高级功能
本文档涵盖生产环境的高级配置。添加基于提示词的自动路由(LLM Classifier)、安全层(CloudFront + WAF/Shield)、成本优化(Semantic Caching),完成完整的推理管道。
学习:45分钟 | 部署:60-90分钟
本文档的组件以完成 基础部署 的环境为前提。请先确认 kgateway、HTTPRoute、Bifrost 正常运行。
1. LLM Classifier 部署
1.1 架构概览
LLM Classifier 是在 kgateway 后运行的 Python FastAPI 基础轻量路由器。接收客户端(Aider、Cline 等)的 OpenAI 兼容请求,分析提示词内容,自动代理到 weak(SLM)或 strong(LLM)后端。
核心特性:
- 客户端使用
model: "auto"(或任意模型名)请求 — 无需感知模型选择 - 基于关键词匹配 + 令牌长度 + 对话轮数的分类
- 使用 Langfuse OTel SDK 直接发送 trace
- 容器镜像小于 50MB(FastAPI + httpx)
1.2 分类逻辑(extproc_http.py)
"""LLM Classifier — 基于提示词的自动模型路由"""
import os, httpx
from fastapi import FastAPI, Request
from fastapi.responses import StreamingResponse
app = FastAPI()
# --- 分类配置 ---
STRONG_KEYWORDS = [
"重构", "架构", "设计", "分析", "优化", "调试", "迁移",
"refactor", "architect", "design", "analyze", "optimize", "debug",
"migration", "complex", "performance", "security", "review",
]
TOKEN_THRESHOLD = 500
TURN_THRESHOLD = 5
# --- 后端配置 ---
WEAK_URL = os.getenv("WEAK_BACKEND", "http://qwen3-serving:8000")

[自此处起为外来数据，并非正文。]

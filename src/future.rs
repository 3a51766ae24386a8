//! A one-shot completion primitive: settled atomically at most once, with
//! listeners fired exactly once, either synchronously at registration time
//! (if already settled) or by whichever thread settles it.
//!
//! Backs the connect-future, close-future, and running-future described in
//! the data model: small, synchronous completions, not an async
//! `std::future::Future` — nothing here is polled by an executor.

use std::fmt;
use std::sync::{Condvar, Mutex};

enum Slot<T> {
    Pending(Vec<Box<dyn FnOnce(&T) + Send>>),
    Ready(T),
}

struct Inner<T> {
    slot: Mutex<Slot<T>>,
    condvar: Condvar,
}

/// A value that starts pending and is settled exactly once.
pub struct OneShot<T> {
    inner: std::sync::Arc<Inner<T>>,
}

impl<T> Clone for OneShot<T> {
    fn clone(&self) -> Self {
        OneShot { inner: self.inner.clone() }
    }
}

impl<T> fmt::Debug for OneShot<T> {
    fn fmt(&self, f: &mut fmt::Formatter<'_>) -> fmt::Result {
        let settled = matches!(*self.inner.slot.lock().unwrap(), Slot::Ready(_));
        f.debug_struct("OneShot").field("settled", &settled).finish()
    }
}

impl<T: Clone> OneShot<T> {
    pub fn new() -> OneShot<T> {
        OneShot {
            inner: std::sync::Arc::new(Inner {
                slot: Mutex::new(Slot::Pending(Vec::new())),
                condvar: Condvar::new(),
            }),
        }
    }

    /// Settles the value. Returns `true` if this call won the race and
    /// actually settled it; `false` if it was already settled (terminal
    /// states are sticky, so the supplied value is dropped unused).
    pub fn complete(&self, value: T) -> bool {
        let listeners = {
            let mut slot = self.inner.slot.lock().unwrap();
            match &*slot {
                Slot::Ready(_) => return false,
                Slot::Pending(_) => {
                    let old = std::mem::replace(&mut *slot, Slot::Ready(value.clone()));
                    match old {
                        Slot::Pending(listeners) => listeners,
                        Slot::Ready(_) => unreachable!(),
                    }
                }
            }
        };
        self.inner.condvar.notify_all();
        for listener in listeners {
            listener(&value);
        }
        true
    }

    /// Returns the settled value without blocking, or `None` if still
    /// pending.
    pub fn get(&self) -> Option<T> {
        match &*self.inner.slot.lock().unwrap() {
            Slot::Ready(value) => Some(value.clone()),
            Slot::Pending(_) => None,
        }
    }

    pub fn is_settled(&self) -> bool {
        matches!(&*self.inner.slot.lock().unwrap(), Slot::Ready(_))
    }

    /// Blocks the calling thread until settled. Used by `close()` to wait
    /// for the run-lock's loop-exit signal and by tests driving the
    /// running-future.
    pub fn wait(&self) -> T {
        let mut slot = self.inner.slot.lock().unwrap();
        loop {
            match &*slot {
                Slot::Ready(value) => return value.clone(),
                Slot::Pending(_) => slot = self.inner.condvar.wait(slot).unwrap(),
            }
        }
    }

    /// Registers a listener, firing it immediately (on the calling thread)
    /// if already settled, or queuing it to fire on whichever thread calls
    /// [`complete`] otherwise. Fires at most once either way.
    pub fn on_complete<F>(&self, listener: F)
    where
        F: FnOnce(&T) + Send + 'static,
    {
        let mut slot = self.inner.slot.lock().unwrap();
        match &mut *slot {
            Slot::Ready(value) => {
                let value = value.clone();
                drop(slot);
                listener(&value);
            }
            Slot::Pending(listeners) => listeners.push(Box::new(listener)),
        }
    }
}

impl<T: Clone> Default for OneShot<T> {
    fn default() -> Self {
        OneShot::new()
    }
}

#[cfg(test)]
mod test {
    use super::OneShot;
    use std::sync::atomic::{AtomicBool, Ordering};
    use std::sync::Arc;

    #[test]
    fn fires_listener_registered_before_completion() {
        let fut: OneShot<i32> = OneShot::new();
        let seen = Arc::new(AtomicBool::new(false));
        let seen2 = seen.clone();

        fut.on_complete(move |v| {
            assert_eq!(*v, 7);
            seen2.store(true, Ordering::SeqCst);
        });

        assert!(fut.complete(7));
        assert!(seen.load(Ordering::SeqCst));
    }

    #[test]
    fn fires_listener_registered_after_completion() {
        let fut: OneShot<i32> = OneShot::new();
        assert!(fut.complete(9));

        let seen = Arc::new(AtomicBool::new(false));
        let seen2 = seen.clone();
        fut.on_complete(move |v| {
            assert_eq!(*v, 9);
            seen2.store(true, Ordering::SeqCst);
        });

        assert!(seen.load(Ordering::SeqCst));
    }

    #[test]
    fn second_complete_is_ignored() {
        let fut = OneShot::new();
        assert!(fut.complete(1));
        assert!(!fut.complete(2));
        assert_eq!(fut.get(), Some(1));
    }

    #[test]
    fn wait_blocks_until_settled() {
        let fut: OneShot<i32> = OneShot::new();
        let waiter = fut.clone();
        let handle = std::thread::spawn(move || waiter.wait());

        std::thread::sleep(std::time::Duration::from_millis(20));
        fut.complete(42);

        assert_eq!(handle.join().unwrap(), 42);
    }
}
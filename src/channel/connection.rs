use std::io;
use std::net::SocketAddr;
use std::os::unix::io::{AsRawFd, RawFd};
use std::sync::{Arc, Mutex};

use crate::channel::{Channel, ChannelCore, ChannelState};
use crate::epoll::{Epoll, EpollOpt, Ready, Source, Token};
use crate::error::SelectorError;
use crate::future::OneShot;
use crate::net::TcpStream;
use crate::write::WriteContext;

/// Per-channel bookkeeping for `handle_read`. The core does not interpret
/// payload bytes; this only exists so read state is torn down alongside the
/// write context on close.
#[derive(Default)]
pub struct ReadContext;

pub type ConnectResult = Result<(), Arc<SelectorError>>;

/// A connected (or connecting) TCP socket owned by a worker selector.
pub struct ConnectionChannel {
    core: ChannelCore,
    stream: TcpStream,
    peer_addr: SocketAddr,
    connect_future: OneShot<ConnectResult>,
    write_context: Mutex<Option<WriteContext>>,
    read_context: Mutex<Option<ReadContext>>,
}

impl ConnectionChannel {
    pub fn new(stream: TcpStream, peer_addr: SocketAddr) -> ConnectionChannel {
        ConnectionChannel {
            core: ChannelCore::new(),
            stream,
            peer_addr,
            connect_future: OneShot::new(),
            write_context: Mutex::new(None),
            read_context: Mutex::new(None),
        }
    }

    pub fn peer_addr(&self) -> SocketAddr {
        self.peer_addr
    }

    pub fn stream(&self) -> &TcpStream {
        &self.stream
    }

    pub fn connect_future(&self) -> &OneShot<ConnectResult> {
        &self.connect_future
    }

    pub fn is_connect_complete(&self) -> bool {
        matches!(self.connect_future.get(), Some(Ok(())))
    }

    /// `isWritable`/`isReadable`: the channel must be registered and its
    /// connect must have already completed successfully.
    pub fn is_writable(&self) -> bool {
        self.core.state() == ChannelState::Registered && self.is_connect_complete()
    }

    pub fn is_readable(&self) -> bool {
        self.is_writable()
    }

    /// Installed by `handleRegistration`, once, when the channel is first
    /// set up on the worker selector thread.
    pub fn install_contexts(&self) {
        *self.write_context.lock().unwrap() = Some(WriteContext::new());
        *self.read_context.lock().unwrap() = Some(ReadContext::default());
    }

    pub fn with_write_context<R>(&self, f: impl FnOnce(&mut WriteContext) -> R) -> Option<R> {
        self.write_context.lock().unwrap().as_mut().map(f)
    }

    /// Drops both contexts, failing any pending writes with `cause` first —
    /// the caller picks `cancelled_key` for a single channel going down on
    /// its own, or `closed_selector` when the whole selector is shutting
    /// down and every channel is closing together.
    pub fn teardown_contexts(&self, cause: SelectorError) {
        if let Some(ctx) = self.write_context.lock().unwrap().take() {
            ctx.fail_all(cause);
        }
        self.read_context.lock().unwrap().take();
    }

    /// Idempotent probe used by `finishConnect`: returns `Ok(())` once the
    /// underlying socket reports no pending error, `Err` if it does.
    pub fn poll_connect_completion(&self) -> io::Result<()> {
        match self.stream.take_error()? {
            None => Ok(()),
            Some(e) => Err(e),
        }
    }
}

impl Channel for ConnectionChannel {
    fn core(&self) -> &ChannelCore {
        &self.core
    }
}

impl Source for ConnectionChannel {
    fn add(&self, epoll: &Epoll, token: Token, interest: Ready, opts: EpollOpt) -> io::Result<()> {
        self.stream.add(epoll, token, interest, opts)
    }

    fn modify(&self, epoll: &Epoll, token: Token, interest: Ready, opts: EpollOpt) -> io::Result<()> {
        self.stream.modify(epoll, token, interest, opts)
    }

    fn delete(&self, epoll: &Epoll) -> io::Result<()> {
        self.stream.delete(epoll)
    }
}

impl AsRawFd for ConnectionChannel {
    fn as_raw_fd(&self) -> RawFd {
        self.stream.as_raw_fd()
    }
}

STRONG_URL = os.getenv("STRONG_BACKEND", "http://glm5-serving:8000")
def classify(messages: list[dict]) -> str:
"""分析提示词内容 → weak / strong 决策"""
content = " ".join(
m.get("content", "") for m in messages if m.get("content")
)
lower = content.lower()
# 1. 关键词匹配
if any(kw in lower for kw in STRONG_KEYWORDS):
return "strong"
# 2. 输入长度
if len(content) > TOKEN_THRESHOLD:
return "strong"
# 3. 对话轮数
if len(messages) > TURN_THRESHOLD:
return "strong"
return "weak"
@app.api_route("/v1/{path:path}", methods=["POST"])
async def proxy(path: str, request: Request):
body = await request.json()
messages = body.get("messages", [])
tier = classify(messages)
backend = STRONG_URL if tier == "strong" else WEAK_URL
target = f"{backend}/v1/{path}"
async with httpx.AsyncClient(timeout=300) as client:
if body.get("stream"):
req = client.build_request("POST", target, json=body)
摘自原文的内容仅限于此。